### [Your task]
From the line with "pub enum SearchError" through the final line, transcribe the material below character for character; include no other lines.

### [Information shown]
'''

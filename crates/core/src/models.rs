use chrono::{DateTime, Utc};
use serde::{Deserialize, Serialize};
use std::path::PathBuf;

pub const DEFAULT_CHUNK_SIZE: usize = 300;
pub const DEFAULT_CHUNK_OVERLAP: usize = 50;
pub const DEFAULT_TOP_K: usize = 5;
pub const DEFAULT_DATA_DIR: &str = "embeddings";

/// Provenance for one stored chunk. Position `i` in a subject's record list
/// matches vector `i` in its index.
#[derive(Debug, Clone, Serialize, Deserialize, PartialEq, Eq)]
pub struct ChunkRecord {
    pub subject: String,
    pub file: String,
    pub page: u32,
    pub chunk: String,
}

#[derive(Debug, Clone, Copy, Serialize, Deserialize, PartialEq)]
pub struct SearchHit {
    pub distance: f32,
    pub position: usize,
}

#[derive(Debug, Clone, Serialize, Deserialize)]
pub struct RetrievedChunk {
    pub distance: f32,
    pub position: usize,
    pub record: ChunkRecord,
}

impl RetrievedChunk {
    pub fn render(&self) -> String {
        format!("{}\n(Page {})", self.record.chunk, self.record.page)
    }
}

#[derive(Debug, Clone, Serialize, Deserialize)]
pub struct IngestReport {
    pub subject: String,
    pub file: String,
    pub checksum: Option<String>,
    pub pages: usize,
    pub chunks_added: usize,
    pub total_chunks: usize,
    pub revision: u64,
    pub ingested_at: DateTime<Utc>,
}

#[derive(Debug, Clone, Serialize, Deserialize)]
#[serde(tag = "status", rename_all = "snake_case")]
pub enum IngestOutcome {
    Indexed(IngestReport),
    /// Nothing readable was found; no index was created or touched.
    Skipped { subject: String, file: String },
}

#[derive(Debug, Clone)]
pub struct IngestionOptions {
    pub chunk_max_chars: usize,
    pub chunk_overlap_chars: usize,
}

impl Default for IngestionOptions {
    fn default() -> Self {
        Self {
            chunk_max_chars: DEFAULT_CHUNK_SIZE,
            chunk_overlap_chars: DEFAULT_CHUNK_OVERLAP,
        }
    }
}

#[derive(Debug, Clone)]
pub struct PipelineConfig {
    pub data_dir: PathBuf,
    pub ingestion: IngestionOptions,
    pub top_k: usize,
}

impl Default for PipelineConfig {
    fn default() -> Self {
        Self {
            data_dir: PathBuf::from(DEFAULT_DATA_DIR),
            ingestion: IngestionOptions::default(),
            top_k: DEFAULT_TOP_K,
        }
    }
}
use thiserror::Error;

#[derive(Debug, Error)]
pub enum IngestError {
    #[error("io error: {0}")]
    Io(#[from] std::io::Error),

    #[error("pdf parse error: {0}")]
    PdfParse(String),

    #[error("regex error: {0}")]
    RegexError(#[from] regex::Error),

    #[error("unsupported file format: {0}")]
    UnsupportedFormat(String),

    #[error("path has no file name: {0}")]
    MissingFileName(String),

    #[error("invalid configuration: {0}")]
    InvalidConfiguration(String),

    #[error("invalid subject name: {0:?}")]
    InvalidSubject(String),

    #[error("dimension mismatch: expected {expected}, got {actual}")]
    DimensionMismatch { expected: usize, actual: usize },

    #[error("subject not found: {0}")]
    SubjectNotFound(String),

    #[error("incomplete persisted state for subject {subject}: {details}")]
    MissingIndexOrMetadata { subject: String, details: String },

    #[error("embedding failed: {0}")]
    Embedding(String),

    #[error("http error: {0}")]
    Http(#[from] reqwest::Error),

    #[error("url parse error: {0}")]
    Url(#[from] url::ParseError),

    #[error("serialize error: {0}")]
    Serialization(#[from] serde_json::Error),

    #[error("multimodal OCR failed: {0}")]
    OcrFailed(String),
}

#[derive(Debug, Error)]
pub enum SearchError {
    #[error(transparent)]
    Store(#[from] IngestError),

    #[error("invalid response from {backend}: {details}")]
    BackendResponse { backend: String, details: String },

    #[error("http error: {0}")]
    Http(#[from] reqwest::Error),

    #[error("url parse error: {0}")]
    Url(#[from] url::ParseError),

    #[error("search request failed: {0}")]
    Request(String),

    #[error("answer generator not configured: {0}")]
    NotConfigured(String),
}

'''

### [Exercise output]
pub enum SearchError {
    #[error(transparent)]
    Store(#[from] IngestError),

    #[error("invalid response from {backend}: {details}")]
    BackendResponse { backend: String, details: String },

    #[error("http error: {0}")]
    Http(#[from] reqwest::Error),

    #[error("url parse error: {0}")]
    Url(#[from] url::ParseError),

    #[error("search request failed: {0}")]
    Request(String),

    #[error("answer generator not configured: {0}")]
    NotConfigured(String),
}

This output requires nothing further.